## The task
Scan the material and copy every line in which "signal" appears.

## Data to process
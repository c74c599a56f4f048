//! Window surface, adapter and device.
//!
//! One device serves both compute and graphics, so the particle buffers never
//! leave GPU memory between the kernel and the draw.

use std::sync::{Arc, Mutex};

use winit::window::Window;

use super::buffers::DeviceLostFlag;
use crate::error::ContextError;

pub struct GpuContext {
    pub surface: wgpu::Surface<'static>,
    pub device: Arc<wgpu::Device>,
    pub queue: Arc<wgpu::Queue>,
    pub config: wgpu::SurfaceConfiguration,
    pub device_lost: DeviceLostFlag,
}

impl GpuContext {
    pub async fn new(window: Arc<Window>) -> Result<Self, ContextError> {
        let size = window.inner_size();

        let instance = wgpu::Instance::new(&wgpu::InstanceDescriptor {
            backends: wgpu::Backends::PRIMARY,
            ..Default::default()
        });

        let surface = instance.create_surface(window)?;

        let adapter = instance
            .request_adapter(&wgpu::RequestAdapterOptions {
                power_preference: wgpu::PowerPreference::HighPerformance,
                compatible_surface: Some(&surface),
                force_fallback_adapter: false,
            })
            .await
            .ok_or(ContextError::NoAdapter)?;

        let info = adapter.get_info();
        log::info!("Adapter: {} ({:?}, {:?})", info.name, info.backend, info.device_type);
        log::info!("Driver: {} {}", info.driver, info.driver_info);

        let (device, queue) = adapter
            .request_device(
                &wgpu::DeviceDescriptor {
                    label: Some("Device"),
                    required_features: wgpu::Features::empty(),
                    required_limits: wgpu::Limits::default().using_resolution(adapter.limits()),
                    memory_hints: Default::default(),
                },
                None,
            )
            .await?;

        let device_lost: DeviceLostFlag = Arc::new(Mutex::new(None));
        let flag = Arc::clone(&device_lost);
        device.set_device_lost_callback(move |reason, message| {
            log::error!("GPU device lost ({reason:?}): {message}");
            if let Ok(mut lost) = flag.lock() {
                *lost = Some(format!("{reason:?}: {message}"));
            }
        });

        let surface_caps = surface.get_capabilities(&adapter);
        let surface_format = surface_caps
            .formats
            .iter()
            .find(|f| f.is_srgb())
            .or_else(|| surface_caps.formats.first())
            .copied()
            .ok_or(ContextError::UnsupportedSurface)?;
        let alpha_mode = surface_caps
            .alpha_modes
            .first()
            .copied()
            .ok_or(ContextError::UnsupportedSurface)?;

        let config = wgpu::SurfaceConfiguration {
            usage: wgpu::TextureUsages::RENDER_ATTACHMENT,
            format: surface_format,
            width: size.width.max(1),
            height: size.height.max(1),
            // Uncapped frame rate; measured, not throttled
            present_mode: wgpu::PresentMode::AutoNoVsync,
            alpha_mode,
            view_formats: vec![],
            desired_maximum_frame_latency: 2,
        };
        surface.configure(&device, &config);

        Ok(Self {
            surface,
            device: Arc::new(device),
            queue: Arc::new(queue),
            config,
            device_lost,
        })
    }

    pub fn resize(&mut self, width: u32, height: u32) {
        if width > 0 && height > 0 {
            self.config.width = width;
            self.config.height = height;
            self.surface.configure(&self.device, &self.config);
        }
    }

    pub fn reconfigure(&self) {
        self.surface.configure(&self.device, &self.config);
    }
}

* * *

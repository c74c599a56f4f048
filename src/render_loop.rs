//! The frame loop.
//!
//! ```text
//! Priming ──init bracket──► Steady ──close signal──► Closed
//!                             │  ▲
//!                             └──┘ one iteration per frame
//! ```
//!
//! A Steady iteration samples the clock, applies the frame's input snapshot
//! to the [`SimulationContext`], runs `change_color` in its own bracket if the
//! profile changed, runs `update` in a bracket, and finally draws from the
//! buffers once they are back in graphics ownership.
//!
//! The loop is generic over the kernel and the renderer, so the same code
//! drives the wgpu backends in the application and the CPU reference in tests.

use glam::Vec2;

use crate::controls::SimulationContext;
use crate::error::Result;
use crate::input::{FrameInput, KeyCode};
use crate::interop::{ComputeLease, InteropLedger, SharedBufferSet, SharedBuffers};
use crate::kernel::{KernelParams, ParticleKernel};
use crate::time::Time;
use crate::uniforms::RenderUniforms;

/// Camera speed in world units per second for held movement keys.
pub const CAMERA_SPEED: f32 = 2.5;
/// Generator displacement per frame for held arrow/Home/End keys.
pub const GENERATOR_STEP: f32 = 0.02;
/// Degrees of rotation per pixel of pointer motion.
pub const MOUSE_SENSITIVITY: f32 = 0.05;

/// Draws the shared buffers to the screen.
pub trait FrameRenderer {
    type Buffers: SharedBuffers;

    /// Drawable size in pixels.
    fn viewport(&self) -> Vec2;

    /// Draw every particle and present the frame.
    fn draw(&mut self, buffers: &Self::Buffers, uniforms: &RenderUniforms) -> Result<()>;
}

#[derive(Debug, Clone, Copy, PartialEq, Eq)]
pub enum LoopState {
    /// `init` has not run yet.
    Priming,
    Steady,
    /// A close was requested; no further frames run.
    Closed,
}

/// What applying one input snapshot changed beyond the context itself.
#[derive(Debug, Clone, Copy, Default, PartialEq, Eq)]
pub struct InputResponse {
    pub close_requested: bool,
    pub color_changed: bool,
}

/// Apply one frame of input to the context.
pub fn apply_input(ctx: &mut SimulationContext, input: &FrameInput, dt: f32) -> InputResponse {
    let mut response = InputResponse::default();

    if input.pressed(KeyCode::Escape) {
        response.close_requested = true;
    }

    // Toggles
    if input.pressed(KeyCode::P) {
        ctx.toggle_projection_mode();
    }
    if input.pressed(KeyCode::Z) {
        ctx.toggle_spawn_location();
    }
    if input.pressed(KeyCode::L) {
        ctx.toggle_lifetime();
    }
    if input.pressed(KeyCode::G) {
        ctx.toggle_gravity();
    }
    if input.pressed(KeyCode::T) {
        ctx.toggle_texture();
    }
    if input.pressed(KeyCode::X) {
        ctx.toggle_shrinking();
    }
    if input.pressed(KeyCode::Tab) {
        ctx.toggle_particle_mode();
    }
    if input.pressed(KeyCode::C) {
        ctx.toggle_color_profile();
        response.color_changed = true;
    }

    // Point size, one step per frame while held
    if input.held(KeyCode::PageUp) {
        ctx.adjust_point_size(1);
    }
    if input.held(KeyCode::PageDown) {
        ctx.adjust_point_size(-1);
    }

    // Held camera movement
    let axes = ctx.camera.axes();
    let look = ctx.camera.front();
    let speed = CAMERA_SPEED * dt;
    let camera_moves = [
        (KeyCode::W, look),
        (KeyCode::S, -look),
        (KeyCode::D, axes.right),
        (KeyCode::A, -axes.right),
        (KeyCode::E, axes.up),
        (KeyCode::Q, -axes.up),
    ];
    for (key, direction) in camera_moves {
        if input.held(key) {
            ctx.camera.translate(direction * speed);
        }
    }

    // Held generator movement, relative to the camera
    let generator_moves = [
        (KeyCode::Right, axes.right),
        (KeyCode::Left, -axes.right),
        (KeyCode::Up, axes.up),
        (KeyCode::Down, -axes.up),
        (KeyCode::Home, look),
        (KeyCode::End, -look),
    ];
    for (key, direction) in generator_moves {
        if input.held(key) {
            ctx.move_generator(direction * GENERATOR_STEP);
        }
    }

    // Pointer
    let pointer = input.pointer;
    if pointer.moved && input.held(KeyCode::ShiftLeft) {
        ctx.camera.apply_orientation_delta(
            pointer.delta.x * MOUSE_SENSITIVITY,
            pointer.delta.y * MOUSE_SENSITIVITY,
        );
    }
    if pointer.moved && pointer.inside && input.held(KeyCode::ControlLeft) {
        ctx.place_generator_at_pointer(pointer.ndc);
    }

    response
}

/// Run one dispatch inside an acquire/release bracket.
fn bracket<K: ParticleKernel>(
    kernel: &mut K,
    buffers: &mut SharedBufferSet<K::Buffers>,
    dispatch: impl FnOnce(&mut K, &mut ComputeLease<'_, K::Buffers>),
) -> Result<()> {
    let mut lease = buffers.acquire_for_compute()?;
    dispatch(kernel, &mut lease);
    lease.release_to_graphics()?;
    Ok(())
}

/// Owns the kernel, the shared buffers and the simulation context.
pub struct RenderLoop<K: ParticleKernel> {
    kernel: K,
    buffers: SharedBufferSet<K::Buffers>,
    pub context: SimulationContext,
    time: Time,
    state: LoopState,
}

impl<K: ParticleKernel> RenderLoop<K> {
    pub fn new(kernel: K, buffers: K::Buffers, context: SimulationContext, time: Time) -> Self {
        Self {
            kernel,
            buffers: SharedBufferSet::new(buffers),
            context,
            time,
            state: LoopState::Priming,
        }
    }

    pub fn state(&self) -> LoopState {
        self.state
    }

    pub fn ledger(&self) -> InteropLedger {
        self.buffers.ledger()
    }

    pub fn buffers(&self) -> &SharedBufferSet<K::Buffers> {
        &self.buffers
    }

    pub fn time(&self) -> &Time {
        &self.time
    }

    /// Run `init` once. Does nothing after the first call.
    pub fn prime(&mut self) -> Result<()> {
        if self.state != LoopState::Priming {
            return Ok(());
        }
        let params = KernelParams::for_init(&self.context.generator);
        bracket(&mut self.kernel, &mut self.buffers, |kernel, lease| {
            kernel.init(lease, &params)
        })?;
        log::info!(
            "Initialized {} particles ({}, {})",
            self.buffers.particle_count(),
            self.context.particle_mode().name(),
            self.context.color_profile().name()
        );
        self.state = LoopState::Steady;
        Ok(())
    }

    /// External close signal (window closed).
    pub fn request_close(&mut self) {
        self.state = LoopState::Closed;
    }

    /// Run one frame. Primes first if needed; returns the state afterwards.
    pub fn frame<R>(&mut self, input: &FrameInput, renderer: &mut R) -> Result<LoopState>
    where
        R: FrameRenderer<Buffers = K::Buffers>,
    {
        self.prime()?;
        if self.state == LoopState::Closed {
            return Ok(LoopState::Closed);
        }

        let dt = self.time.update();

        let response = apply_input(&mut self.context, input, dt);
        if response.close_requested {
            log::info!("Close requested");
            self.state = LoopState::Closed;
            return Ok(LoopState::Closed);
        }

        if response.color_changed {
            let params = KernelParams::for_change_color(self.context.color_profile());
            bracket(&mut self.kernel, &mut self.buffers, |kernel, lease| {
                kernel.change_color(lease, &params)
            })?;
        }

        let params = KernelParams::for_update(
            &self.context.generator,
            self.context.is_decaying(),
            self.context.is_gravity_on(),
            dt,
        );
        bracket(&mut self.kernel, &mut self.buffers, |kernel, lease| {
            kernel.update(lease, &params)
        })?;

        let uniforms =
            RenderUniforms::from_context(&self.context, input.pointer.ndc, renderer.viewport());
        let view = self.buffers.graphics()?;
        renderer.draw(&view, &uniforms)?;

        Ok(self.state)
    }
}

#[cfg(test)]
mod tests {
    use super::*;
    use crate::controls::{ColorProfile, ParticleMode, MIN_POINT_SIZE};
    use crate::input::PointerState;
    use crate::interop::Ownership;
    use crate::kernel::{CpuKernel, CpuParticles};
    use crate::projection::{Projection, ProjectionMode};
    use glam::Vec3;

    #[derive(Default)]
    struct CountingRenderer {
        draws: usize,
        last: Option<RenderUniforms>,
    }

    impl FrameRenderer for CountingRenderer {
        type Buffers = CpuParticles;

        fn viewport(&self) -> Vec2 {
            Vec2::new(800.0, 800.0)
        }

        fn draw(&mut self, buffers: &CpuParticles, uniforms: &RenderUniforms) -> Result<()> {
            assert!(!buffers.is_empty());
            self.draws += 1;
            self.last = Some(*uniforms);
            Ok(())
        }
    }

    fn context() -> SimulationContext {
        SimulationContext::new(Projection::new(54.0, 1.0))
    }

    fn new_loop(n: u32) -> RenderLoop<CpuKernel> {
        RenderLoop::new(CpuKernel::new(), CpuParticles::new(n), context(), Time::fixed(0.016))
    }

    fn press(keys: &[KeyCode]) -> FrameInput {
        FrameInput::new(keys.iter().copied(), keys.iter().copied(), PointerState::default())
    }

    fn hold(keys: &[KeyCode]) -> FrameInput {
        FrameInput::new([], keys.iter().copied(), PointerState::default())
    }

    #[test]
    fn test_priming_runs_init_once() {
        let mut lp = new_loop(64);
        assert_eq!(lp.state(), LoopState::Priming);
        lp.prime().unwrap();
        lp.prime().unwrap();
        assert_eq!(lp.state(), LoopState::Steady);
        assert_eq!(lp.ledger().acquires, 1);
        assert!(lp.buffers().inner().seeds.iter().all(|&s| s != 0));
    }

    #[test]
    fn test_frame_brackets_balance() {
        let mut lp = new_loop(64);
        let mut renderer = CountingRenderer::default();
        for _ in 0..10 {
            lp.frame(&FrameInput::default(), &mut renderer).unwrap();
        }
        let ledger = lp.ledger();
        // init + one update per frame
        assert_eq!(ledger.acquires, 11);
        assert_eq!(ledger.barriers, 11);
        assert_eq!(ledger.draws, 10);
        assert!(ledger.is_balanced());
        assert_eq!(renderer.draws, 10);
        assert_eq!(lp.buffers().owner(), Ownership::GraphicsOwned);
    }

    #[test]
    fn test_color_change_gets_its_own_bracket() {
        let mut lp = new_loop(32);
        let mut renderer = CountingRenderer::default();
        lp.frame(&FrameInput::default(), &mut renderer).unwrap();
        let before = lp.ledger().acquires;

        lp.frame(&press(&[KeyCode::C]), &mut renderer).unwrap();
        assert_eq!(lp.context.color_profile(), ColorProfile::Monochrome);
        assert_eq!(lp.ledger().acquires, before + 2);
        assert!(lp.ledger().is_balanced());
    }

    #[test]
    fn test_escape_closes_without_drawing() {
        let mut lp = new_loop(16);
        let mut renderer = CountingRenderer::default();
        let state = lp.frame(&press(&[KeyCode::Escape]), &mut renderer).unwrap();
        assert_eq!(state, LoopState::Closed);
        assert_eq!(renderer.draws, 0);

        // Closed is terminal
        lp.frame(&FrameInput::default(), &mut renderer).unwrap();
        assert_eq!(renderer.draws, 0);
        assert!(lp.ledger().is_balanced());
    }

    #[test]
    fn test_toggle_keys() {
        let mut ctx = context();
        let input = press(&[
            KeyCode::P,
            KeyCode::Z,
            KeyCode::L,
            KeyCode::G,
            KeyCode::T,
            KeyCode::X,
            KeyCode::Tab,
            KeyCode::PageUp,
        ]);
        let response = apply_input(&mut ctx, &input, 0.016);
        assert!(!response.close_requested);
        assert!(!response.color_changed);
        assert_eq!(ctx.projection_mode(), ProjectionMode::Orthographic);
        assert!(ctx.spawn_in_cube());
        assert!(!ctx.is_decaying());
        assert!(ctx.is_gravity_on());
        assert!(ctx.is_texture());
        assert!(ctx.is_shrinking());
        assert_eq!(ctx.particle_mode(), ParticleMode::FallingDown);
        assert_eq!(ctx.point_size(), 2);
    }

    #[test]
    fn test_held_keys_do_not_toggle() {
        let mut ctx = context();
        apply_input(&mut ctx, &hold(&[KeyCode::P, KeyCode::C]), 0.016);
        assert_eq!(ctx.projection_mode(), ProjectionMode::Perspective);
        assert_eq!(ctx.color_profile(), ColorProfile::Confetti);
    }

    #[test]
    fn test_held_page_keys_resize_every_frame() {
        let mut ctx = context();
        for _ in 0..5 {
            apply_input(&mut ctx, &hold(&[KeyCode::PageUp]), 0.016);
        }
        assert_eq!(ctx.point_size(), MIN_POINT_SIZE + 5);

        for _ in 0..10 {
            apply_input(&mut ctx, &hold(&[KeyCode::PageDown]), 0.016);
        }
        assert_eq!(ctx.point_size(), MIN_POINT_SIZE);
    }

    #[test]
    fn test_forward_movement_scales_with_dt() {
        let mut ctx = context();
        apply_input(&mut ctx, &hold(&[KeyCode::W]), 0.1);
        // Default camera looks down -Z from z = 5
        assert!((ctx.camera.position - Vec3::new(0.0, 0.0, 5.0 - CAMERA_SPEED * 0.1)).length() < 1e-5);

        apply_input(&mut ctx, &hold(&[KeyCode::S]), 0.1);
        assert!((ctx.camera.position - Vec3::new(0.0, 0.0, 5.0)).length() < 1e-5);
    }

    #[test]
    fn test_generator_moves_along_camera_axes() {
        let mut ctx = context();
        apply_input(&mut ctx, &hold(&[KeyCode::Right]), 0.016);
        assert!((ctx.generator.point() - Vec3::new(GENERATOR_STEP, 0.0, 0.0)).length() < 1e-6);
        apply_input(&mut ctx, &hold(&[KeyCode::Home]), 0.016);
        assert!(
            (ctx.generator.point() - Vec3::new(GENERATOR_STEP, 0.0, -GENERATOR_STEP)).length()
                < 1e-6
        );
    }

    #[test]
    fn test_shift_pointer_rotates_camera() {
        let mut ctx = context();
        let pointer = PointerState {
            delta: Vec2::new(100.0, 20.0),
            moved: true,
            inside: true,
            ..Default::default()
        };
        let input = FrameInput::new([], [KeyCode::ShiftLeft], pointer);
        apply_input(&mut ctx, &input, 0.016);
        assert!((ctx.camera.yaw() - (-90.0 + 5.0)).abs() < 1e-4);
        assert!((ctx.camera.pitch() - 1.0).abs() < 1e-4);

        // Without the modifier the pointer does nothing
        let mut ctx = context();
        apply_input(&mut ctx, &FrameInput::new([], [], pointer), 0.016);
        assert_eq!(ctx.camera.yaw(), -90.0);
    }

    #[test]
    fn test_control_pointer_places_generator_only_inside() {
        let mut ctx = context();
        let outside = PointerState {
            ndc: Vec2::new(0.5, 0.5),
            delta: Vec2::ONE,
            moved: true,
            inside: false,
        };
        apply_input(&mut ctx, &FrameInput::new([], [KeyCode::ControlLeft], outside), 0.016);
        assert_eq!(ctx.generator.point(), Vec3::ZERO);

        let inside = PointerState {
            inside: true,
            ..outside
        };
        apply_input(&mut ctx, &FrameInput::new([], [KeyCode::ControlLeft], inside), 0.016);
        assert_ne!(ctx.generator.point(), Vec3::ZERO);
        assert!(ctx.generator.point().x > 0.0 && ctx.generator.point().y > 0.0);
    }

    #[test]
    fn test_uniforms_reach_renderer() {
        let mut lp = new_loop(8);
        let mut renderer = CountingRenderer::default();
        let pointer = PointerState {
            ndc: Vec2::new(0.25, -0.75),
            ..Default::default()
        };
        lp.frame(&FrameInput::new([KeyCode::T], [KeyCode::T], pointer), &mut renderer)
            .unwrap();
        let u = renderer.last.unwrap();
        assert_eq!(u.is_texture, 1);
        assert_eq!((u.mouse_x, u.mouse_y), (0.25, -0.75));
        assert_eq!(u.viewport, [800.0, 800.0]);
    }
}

* * *

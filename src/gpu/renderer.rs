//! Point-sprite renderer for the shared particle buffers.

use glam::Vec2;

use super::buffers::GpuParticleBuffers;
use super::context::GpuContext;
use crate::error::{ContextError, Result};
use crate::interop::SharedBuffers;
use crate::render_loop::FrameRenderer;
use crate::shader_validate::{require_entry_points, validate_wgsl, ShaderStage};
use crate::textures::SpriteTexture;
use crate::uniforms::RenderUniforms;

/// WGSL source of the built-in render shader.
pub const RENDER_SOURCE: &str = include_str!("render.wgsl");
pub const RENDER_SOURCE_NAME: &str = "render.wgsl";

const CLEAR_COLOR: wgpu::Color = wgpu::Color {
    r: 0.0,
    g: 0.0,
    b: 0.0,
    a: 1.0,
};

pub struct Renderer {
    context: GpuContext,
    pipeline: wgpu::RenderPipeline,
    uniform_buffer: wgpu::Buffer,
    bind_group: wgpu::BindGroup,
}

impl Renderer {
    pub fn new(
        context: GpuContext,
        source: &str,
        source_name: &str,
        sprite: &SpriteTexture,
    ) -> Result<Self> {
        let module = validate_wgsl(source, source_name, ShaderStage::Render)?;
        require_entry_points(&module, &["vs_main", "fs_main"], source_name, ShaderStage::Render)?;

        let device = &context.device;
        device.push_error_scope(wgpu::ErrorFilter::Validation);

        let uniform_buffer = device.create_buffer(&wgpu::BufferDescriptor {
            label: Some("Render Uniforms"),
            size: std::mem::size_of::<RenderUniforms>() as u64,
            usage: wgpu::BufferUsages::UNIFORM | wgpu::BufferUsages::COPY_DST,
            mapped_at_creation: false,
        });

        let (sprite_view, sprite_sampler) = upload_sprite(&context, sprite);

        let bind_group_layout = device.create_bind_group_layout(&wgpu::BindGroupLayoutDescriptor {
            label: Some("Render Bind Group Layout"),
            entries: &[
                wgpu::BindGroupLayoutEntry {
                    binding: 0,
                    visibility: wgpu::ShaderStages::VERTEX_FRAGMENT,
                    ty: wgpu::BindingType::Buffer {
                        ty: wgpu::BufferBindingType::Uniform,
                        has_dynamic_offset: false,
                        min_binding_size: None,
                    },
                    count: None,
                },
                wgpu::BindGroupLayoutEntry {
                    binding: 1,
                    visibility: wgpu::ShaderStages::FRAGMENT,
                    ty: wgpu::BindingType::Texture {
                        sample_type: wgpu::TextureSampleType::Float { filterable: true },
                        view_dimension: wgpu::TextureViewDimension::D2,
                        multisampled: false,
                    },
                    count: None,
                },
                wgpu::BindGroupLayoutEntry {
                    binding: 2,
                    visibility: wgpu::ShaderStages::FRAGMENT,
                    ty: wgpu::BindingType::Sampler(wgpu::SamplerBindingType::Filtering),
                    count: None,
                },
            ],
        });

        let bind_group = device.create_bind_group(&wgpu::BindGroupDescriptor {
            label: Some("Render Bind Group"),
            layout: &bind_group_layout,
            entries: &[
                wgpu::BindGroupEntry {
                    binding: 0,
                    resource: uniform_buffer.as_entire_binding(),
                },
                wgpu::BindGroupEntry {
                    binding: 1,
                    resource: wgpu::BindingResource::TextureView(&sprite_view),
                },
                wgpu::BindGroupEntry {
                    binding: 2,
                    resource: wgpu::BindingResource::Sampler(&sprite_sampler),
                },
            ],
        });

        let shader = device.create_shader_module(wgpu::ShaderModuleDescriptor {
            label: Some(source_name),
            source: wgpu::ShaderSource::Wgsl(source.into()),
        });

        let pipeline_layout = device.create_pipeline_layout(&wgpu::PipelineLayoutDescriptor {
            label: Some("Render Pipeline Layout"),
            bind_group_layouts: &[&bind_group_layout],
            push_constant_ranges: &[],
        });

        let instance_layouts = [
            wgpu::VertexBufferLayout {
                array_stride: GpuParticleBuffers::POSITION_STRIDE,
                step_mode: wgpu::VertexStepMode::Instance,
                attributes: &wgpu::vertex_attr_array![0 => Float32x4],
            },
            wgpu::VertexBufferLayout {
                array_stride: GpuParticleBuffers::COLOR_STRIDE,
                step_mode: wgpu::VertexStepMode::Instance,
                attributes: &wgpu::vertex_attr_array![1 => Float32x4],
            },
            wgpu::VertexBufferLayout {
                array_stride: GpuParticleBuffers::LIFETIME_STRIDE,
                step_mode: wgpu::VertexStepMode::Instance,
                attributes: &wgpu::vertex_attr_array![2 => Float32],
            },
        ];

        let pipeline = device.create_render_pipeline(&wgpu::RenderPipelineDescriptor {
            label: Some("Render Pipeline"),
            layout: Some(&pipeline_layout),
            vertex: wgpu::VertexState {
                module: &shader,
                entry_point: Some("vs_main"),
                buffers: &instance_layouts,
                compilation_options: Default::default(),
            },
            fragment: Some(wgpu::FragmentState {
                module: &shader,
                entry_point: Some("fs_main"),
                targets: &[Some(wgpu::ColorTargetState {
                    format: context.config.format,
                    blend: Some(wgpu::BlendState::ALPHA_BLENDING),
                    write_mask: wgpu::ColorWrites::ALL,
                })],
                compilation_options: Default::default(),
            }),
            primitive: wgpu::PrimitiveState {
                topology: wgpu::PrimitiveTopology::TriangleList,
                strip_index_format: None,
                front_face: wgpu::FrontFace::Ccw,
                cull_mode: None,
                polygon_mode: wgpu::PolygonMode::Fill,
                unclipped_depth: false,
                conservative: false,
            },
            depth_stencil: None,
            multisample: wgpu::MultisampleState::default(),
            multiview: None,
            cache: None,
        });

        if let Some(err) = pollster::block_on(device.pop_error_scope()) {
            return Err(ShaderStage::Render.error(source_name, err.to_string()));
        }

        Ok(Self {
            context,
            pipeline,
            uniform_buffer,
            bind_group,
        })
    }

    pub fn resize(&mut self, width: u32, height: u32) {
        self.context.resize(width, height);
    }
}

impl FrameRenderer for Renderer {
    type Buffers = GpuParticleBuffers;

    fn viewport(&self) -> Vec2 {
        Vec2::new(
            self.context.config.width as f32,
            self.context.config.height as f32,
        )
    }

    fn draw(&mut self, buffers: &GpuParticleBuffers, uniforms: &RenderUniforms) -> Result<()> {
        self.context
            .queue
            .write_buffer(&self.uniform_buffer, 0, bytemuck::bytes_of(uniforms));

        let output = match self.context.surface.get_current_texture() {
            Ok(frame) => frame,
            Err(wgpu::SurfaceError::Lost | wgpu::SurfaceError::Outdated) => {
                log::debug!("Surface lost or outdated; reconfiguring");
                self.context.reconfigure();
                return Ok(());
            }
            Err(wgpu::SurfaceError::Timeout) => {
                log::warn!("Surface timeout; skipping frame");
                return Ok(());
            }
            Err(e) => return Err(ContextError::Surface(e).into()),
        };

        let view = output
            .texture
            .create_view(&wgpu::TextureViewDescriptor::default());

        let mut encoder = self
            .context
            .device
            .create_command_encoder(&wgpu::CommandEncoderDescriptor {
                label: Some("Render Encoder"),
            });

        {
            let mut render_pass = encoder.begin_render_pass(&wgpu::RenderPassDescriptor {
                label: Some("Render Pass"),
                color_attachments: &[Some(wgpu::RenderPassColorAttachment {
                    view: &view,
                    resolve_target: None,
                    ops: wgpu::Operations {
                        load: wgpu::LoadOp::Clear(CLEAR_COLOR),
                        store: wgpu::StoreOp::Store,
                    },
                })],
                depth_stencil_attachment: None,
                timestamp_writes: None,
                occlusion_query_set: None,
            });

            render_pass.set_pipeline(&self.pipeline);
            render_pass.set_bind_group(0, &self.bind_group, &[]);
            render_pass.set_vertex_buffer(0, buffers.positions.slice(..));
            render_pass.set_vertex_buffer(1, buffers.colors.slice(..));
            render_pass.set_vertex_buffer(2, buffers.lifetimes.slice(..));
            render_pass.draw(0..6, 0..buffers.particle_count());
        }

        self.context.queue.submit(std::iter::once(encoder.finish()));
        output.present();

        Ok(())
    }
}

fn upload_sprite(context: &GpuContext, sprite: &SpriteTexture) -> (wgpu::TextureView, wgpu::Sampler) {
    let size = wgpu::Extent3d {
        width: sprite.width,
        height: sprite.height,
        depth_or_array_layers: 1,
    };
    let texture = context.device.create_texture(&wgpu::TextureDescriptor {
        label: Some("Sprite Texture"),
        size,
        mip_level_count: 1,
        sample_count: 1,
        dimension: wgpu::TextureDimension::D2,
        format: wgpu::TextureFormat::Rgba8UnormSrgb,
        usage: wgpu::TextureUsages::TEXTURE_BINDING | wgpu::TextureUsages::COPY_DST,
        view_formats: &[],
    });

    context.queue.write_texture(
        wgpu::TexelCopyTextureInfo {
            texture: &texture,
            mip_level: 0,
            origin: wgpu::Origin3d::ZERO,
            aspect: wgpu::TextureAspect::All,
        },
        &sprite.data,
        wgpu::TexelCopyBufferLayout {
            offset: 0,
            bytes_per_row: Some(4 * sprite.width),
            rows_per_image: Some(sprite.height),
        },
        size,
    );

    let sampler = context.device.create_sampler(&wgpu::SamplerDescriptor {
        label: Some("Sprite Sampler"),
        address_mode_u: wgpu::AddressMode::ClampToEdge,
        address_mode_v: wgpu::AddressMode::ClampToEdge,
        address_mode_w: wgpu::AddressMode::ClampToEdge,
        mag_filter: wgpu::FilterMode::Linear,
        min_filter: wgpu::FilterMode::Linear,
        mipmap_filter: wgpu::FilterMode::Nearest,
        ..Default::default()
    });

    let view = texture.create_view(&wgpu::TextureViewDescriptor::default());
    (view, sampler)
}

## Task output
//! Priming ──init bracket──► Steady ──close signal──► Closed
    /// External close signal (window closed).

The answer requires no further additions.